● **Task brief**
A complete answer lists every line of the entries below where the string "when" appears.

Collected data

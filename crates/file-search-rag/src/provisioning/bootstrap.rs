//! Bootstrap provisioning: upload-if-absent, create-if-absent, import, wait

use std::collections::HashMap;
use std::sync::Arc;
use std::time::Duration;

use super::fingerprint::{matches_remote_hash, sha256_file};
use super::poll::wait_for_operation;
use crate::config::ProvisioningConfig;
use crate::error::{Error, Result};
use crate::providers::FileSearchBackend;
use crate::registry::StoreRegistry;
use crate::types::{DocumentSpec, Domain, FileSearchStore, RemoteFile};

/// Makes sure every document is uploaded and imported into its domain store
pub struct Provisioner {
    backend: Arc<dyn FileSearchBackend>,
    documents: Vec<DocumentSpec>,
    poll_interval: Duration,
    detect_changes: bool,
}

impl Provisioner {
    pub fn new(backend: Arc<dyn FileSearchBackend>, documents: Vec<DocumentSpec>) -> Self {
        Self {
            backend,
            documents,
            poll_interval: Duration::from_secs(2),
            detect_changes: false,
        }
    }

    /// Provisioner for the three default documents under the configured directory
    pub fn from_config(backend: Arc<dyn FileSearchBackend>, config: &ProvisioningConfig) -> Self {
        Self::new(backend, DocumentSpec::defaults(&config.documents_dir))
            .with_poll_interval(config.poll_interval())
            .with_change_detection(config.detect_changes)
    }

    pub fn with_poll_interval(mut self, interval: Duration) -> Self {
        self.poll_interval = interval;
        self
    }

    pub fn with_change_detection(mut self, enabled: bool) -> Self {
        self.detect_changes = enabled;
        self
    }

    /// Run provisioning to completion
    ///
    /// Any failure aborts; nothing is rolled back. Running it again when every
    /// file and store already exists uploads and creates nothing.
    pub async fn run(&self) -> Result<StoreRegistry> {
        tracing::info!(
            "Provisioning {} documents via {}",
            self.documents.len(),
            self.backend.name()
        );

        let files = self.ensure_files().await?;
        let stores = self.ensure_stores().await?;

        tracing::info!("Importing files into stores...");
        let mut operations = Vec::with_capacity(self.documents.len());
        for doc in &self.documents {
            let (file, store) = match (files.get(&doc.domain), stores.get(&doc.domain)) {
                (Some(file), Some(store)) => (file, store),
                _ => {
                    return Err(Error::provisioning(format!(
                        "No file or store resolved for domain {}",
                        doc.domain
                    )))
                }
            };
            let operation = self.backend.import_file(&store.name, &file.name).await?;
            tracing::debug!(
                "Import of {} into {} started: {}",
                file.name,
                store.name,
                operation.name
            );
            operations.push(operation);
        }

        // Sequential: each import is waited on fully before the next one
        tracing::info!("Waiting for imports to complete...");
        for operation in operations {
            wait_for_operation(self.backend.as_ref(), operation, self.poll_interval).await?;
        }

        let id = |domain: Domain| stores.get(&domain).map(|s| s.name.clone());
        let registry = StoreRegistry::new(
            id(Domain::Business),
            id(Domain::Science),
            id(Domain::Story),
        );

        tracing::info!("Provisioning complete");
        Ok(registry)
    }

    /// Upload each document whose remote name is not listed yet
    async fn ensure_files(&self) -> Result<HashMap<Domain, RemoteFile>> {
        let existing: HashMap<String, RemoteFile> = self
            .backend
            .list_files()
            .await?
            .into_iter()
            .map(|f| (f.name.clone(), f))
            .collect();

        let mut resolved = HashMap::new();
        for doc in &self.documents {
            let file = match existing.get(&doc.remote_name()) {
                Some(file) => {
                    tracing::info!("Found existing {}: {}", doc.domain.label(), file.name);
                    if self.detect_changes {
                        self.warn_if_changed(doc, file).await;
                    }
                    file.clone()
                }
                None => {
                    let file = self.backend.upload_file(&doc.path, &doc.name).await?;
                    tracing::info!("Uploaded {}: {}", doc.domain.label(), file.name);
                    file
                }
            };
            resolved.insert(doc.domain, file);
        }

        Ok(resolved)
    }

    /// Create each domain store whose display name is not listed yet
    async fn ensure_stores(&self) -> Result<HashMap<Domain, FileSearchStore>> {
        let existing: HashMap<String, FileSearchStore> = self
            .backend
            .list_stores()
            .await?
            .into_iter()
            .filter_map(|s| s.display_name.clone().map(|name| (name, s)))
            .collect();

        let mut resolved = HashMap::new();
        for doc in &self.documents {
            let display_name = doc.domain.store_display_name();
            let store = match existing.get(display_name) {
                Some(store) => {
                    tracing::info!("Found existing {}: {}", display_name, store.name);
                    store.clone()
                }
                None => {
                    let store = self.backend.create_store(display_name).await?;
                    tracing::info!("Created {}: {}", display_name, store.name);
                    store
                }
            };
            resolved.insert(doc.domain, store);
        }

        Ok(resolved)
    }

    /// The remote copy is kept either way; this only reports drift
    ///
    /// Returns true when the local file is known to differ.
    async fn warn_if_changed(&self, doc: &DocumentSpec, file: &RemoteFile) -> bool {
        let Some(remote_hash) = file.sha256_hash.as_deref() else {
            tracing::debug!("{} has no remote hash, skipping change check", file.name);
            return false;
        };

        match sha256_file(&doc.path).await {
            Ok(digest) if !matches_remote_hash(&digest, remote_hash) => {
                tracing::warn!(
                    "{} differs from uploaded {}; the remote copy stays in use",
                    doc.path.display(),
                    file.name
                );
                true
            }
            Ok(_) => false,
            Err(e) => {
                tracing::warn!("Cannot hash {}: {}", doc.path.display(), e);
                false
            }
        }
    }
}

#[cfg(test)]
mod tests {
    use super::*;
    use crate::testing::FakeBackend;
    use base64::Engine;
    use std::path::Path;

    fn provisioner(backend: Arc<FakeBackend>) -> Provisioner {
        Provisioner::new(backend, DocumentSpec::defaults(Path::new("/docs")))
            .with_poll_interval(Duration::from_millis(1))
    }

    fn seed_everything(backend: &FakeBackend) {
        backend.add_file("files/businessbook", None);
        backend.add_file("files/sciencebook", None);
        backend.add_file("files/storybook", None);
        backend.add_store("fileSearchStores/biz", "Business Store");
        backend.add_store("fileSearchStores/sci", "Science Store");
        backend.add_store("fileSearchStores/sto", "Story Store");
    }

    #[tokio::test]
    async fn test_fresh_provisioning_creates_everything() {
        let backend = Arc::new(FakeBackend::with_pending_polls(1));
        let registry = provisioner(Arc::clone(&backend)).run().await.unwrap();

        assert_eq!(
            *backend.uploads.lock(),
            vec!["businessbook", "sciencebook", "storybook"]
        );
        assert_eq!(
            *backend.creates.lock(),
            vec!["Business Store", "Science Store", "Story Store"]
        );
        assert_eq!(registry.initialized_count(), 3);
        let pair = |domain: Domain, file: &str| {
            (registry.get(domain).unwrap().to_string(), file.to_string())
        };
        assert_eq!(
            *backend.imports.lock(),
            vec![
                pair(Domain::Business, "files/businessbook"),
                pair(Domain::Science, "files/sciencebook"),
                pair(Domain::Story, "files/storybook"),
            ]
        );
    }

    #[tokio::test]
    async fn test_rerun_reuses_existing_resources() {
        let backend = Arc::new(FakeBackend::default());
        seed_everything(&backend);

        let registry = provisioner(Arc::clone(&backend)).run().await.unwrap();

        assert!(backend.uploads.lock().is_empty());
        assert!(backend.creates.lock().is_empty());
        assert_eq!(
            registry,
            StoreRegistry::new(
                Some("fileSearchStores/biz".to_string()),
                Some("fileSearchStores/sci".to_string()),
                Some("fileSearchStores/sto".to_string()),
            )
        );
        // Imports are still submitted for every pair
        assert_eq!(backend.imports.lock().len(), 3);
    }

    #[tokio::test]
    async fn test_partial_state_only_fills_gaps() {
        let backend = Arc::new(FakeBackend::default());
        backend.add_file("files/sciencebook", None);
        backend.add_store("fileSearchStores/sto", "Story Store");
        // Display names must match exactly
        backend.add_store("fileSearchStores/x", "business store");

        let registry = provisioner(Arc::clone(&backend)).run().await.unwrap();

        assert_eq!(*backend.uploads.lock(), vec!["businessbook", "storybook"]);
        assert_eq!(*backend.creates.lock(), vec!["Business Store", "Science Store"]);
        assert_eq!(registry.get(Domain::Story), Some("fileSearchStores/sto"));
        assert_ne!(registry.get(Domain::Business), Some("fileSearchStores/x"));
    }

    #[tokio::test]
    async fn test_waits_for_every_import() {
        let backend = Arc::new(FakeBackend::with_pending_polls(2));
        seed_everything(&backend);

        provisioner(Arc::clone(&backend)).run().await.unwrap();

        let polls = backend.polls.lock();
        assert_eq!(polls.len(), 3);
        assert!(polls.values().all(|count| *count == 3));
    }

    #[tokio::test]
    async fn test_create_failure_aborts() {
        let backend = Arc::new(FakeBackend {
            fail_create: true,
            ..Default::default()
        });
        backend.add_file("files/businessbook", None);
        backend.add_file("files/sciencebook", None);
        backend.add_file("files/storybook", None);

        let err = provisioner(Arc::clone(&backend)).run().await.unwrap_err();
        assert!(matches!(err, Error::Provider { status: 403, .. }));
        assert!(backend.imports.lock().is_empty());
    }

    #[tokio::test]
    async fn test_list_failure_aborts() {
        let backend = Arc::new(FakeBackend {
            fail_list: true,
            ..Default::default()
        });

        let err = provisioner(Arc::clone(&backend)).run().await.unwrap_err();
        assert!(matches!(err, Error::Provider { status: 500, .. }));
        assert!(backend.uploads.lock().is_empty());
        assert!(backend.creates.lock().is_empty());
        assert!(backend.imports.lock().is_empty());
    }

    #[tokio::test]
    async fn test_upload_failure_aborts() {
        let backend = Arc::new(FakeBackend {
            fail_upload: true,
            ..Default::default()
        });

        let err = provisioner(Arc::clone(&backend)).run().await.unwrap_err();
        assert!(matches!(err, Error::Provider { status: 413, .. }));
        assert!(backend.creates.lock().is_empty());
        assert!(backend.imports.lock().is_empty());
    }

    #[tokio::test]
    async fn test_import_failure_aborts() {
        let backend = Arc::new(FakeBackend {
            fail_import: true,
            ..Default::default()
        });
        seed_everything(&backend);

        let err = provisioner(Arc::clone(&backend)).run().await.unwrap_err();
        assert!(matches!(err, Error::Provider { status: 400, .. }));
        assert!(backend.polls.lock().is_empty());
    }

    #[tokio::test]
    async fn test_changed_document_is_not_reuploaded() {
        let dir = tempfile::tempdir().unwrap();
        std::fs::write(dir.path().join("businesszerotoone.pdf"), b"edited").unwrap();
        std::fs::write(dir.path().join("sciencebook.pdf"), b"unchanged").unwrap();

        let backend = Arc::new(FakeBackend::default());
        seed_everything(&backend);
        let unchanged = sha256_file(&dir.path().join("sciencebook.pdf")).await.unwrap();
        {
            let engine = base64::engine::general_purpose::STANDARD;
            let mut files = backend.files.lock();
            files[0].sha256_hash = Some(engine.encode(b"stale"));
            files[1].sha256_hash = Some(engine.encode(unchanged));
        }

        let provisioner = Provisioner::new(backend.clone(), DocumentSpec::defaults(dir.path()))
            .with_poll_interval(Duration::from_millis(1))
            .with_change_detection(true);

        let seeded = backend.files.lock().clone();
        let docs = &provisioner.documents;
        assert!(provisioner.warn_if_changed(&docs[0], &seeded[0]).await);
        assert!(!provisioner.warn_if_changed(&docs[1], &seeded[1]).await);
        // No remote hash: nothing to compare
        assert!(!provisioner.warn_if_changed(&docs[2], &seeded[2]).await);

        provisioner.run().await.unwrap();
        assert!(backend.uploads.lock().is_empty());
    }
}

● **Exercise answer**
    /// Any failure aborts; nothing is rolled back. Running it again when every
    /// Returns true when the local file is known to differ.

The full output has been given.